◆ Directions ◆
Every record that follows should appear again in your answer, exactly the same.

Top of Supplied records

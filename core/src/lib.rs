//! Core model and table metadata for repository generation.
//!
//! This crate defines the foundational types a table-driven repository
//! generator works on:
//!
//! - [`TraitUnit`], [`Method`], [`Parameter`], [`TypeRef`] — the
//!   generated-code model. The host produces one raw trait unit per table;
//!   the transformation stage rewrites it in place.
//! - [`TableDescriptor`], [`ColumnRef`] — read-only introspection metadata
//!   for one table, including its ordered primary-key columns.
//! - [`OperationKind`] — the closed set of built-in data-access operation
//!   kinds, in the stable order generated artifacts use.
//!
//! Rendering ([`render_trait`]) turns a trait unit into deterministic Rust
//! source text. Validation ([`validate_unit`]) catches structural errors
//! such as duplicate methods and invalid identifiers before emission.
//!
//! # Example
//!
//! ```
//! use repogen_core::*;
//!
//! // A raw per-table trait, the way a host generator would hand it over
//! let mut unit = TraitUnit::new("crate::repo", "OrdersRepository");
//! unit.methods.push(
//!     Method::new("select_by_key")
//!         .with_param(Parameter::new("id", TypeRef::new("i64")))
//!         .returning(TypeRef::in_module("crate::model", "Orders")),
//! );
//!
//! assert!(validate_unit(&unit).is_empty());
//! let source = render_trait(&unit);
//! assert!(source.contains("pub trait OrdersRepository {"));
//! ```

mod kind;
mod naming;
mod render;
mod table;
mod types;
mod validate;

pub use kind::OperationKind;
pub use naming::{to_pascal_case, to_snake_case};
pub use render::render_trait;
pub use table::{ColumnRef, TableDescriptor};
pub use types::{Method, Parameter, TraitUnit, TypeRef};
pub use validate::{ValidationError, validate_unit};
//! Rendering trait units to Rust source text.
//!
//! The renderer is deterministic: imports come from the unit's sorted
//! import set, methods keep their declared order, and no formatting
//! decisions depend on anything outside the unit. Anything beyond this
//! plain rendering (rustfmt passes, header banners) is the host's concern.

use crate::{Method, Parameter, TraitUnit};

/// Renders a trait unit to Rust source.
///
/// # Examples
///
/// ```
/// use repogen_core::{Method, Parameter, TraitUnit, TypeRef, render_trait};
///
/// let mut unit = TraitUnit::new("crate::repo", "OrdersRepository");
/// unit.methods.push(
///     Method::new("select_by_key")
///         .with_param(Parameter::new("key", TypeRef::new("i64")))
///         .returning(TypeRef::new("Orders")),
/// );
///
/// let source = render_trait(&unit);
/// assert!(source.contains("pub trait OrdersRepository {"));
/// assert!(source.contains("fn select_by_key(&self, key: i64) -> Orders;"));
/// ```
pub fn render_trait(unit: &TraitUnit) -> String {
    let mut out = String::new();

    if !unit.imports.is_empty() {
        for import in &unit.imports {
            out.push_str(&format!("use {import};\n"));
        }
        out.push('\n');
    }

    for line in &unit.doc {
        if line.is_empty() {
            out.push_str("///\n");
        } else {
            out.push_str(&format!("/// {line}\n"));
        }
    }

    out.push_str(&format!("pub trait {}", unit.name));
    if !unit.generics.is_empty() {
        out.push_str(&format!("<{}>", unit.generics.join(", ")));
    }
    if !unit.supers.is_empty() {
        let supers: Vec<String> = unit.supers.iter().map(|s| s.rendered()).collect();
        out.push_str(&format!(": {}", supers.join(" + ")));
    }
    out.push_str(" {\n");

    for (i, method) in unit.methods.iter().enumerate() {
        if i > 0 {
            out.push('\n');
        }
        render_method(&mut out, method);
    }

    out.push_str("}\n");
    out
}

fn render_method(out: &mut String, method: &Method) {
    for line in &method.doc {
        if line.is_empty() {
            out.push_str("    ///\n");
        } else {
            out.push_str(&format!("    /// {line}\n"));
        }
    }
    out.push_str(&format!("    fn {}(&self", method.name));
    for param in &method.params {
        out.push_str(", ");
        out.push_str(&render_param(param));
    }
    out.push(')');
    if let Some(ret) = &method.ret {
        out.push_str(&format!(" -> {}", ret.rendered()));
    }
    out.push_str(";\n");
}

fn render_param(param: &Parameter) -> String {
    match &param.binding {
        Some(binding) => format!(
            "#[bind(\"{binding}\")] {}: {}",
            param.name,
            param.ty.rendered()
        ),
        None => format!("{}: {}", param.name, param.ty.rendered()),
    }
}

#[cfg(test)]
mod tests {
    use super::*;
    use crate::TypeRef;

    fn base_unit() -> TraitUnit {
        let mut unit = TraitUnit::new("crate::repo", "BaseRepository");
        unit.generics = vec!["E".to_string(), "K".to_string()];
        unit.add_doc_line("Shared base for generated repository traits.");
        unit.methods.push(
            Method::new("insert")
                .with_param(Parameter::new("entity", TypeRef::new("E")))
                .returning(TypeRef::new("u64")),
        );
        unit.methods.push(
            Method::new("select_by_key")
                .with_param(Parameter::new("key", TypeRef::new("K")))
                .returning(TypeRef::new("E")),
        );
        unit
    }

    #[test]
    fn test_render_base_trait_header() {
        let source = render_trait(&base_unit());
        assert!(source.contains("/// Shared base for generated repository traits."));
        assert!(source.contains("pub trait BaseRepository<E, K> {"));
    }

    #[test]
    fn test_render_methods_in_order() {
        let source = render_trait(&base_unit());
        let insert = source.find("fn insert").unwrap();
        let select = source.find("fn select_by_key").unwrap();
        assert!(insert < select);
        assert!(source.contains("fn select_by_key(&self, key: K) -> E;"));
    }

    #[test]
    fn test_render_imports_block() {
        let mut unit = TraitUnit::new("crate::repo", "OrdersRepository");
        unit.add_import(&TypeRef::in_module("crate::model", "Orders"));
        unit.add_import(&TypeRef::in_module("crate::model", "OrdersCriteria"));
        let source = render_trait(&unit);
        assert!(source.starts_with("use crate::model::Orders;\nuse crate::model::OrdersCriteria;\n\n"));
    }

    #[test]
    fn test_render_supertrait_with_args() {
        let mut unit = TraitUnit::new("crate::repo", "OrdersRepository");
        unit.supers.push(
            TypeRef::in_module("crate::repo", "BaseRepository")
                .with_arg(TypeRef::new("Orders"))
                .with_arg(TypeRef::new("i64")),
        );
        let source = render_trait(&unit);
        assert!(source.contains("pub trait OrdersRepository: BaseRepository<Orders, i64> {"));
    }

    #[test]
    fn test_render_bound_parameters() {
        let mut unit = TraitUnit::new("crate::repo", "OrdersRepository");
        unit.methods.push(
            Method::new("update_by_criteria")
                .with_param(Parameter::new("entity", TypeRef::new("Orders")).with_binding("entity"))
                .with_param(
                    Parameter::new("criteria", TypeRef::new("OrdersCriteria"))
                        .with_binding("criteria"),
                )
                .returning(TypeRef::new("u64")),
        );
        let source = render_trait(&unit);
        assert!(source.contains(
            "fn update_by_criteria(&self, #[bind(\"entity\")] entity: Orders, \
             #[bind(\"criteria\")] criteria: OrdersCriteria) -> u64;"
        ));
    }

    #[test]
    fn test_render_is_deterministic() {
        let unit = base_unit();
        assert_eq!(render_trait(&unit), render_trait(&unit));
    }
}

Bottom of Supplied records

◆ Answer ◆
filename core/src/lib.rs
//! Core model and table metadata for repository generation.
//!
//! This crate defines the foundational types a table-driven repository
//! generator works on:
//!
//! - [`TraitUnit`], [`Method`], [`Parameter`], [`TypeRef`] — the
//!   generated-code model. The host produces one raw trait unit per table;
//!   the transformation stage rewrites it in place.
//! - [`TableDescriptor`], [`ColumnRef`] — read-only introspection metadata
//!   for one table, including its ordered primary-key columns.
//! - [`OperationKind`] — the closed set of built-in data-access operation
//!   kinds, in the stable order generated artifacts use.
//!
//! Rendering ([`render_trait`]) turns a trait unit into deterministic Rust
//! source text. Validation ([`validate_unit`]) catches structural errors
//! such as duplicate methods and invalid identifiers before emission.
//!
//! # Example
//!
//! ```
//! use repogen_core::*;
//!
//! // A raw per-table trait, the way a host generator would hand it over
//! let mut unit = TraitUnit::new("crate::repo", "OrdersRepository");
//! unit.methods.push(
//!     Method::new("select_by_key")
//!         .with_param(Parameter::new("id", TypeRef::new("i64")))
//!         .returning(TypeRef::in_module("crate::model", "Orders")),
//! );
//!
//! assert!(validate_unit(&unit).is_empty());
//! let source = render_trait(&unit);
//! assert!(source.contains("pub trait OrdersRepository {"));
//! ```

mod kind;
mod naming;
mod render;
mod table;
mod types;
mod validate;

pub use kind::OperationKind;
pub use naming::{to_pascal_case, to_snake_case};
pub use render::render_trait;
pub use table::{ColumnRef, TableDescriptor};
pub use types::{Method, Parameter, TraitUnit, TypeRef};
pub use validate::{ValidationError, validate_unit};
//! Rendering trait units to Rust source text.
//!
//! The renderer is deterministic: imports come from the unit's sorted
//! import set, methods keep their declared order, and no formatting
//! decisions depend on anything outside the unit. Anything beyond this
//! plain rendering (rustfmt passes, header banners) is the host's concern.

use crate::{Method, Parameter, TraitUnit};

/// Renders a trait unit to Rust source.
///
/// # Examples
///
/// ```
/// use repogen_core::{Method, Parameter, TraitUnit, TypeRef, render_trait};
///
/// let mut unit = TraitUnit::new("crate::repo", "OrdersRepository");
/// unit.methods.push(
///     Method::new("select_by_key")
///         .with_param(Parameter::new("key", TypeRef::new("i64")))
///         .returning(TypeRef::new("Orders")),
/// );
///
/// let source = render_trait(&unit);
/// assert!(source.contains("pub trait OrdersRepository {"));
/// assert!(source.contains("fn select_by_key(&self, key: i64) -> Orders;"));
/// ```
pub fn render_trait(unit: &TraitUnit) -> String {
    let mut out = String::new();

    if !unit.imports.is_empty() {
        for import in &unit.imports {
            out.push_str(&format!("use {import};\n"));
        }
        out.push('\n');
    }

    for line in &unit.doc {
        if line.is_empty() {
            out.push_str("///\n");
        } else {
            out.push_str(&format!("/// {line}\n"));
        }
    }

    out.push_str(&format!("pub trait {}", unit.name));
    if !unit.generics.is_empty() {
        out.push_str(&format!("<{}>", unit.generics.join(", ")));
    }
    if !unit.supers.is_empty() {
        let supers: Vec<String> = unit.supers.iter().map(|s| s.rendered()).collect();
        out.push_str(&format!(": {}", supers.join(" + ")));
    }
    out.push_str(" {\n");

    for (i, method) in unit.methods.iter().enumerate() {
        if i > 0 {
            out.push('\n');
        }
        render_method(&mut out, method);
    }

    out.push_str("}\n");
    out
}

fn render_method(out: &mut String, method: &Method) {
    for line in &method.doc {
        if line.is_empty() {
            out.push_str("    ///\n");
        } else {
            out.push_str(&format!("    /// {line}\n"));
        }
    }
    out.push_str(&format!("    fn {}(&self", method.name));
    for param in &method.params {
        out.push_str(", ");
        out.push_str(&render_param(param));
    }
    out.push(')');
    if let Some(ret) = &method.ret {
        out.push_str(&format!(" -> {}", ret.rendered()));
    }
    out.push_str(";\n");
}

fn render_param(param: &Parameter) -> String {
    match &param.binding {
        Some(binding) => format!(
            "#[bind(\"{binding}\")] {}: {}",
            param.name,
            param.ty.rendered()
        ),
        None => format!("{}: {}", param.name, param.ty.rendered()),
    }
}

#[cfg(test)]
mod tests {
    use super::*;
    use crate::TypeRef;

    fn base_unit() -> TraitUnit {
        let mut unit = TraitUnit::new("crate::repo", "BaseRepository");
        unit.generics = vec!["E".to_string(), "K".to_string()];
        unit.add_doc_line("Shared base for generated repository traits.");
        unit.methods.push(
            Method::new("insert")
                .with_param(Parameter::new("entity", TypeRef::new("E")))
                .returning(TypeRef::new("u64")),
        );
        unit.methods.push(
            Method::new("select_by_key")
                .with_param(Parameter::new("key", TypeRef::new("K")))
                .returning(TypeRef::new("E")),
        );
        unit
    }

    #[test]
    fn test_render_base_trait_header() {
        let source = render_trait(&base_unit());
        assert!(source.contains("/// Shared base for generated repository traits."));
        assert!(source.contains("pub trait BaseRepository<E, K> {"));
    }

    #[test]
    fn test_render_methods_in_order() {
        let source = render_trait(&base_unit());
        let insert = source.find("fn insert").unwrap();
        let select = source.find("fn select_by_key").unwrap();
        assert!(insert < select);
        assert!(source.contains("fn select_by_key(&self, key: K) -> E;"));
    }

    #[test]
    fn test_render_imports_block() {
        let mut unit = TraitUnit::new("crate::repo", "OrdersRepository");
        unit.add_import(&TypeRef::in_module("crate::model", "Orders"));
        unit.add_import(&TypeRef::in_module("crate::model", "OrdersCriteria"));
        let source = render_trait(&unit);
        assert!(source.starts_with("use crate::model::Orders;\nuse crate::model::OrdersCriteria;\n\n"));
    }

    #[test]
    fn test_render_supertrait_with_args() {
        let mut unit = TraitUnit::new("crate::repo", "OrdersRepository");
        unit.supers.push(
            TypeRef::in_module("crate::repo", "BaseRepository")
                .with_arg(TypeRef::new("Orders"))
                .with_arg(TypeRef::new("i64")),
        );
        let source = render_trait(&unit);
        assert!(source.contains("pub trait OrdersRepository: BaseRepository<Orders, i64> {"));
    }

    #[test]
    fn test_render_bound_parameters() {
        let mut unit = TraitUnit::new("crate::repo", "OrdersRepository");
        unit.methods.push(
            Method::new("update_by_criteria")
                .with_param(Parameter::new("entity", TypeRef::new("Orders")).with_binding("entity"))
                .with_param(
                    Parameter::new("criteria", TypeRef::new("OrdersCriteria"))
                        .with_binding("criteria"),
                )
                .returning(TypeRef::new("u64")),
        );
        let source = render_trait(&unit);
        assert!(source.contains(
            "fn update_by_criteria(&self, #[bind(\"entity\")] entity: Orders, \
             #[bind(\"criteria\")] criteria: OrdersCriteria) -> u64;"
        ));
    }

    #[test]
    fn test_render_is_deterministic() {
        let unit = base_unit();
        assert_eq!(render_trait(&unit), render_trait(&unit));
    }
}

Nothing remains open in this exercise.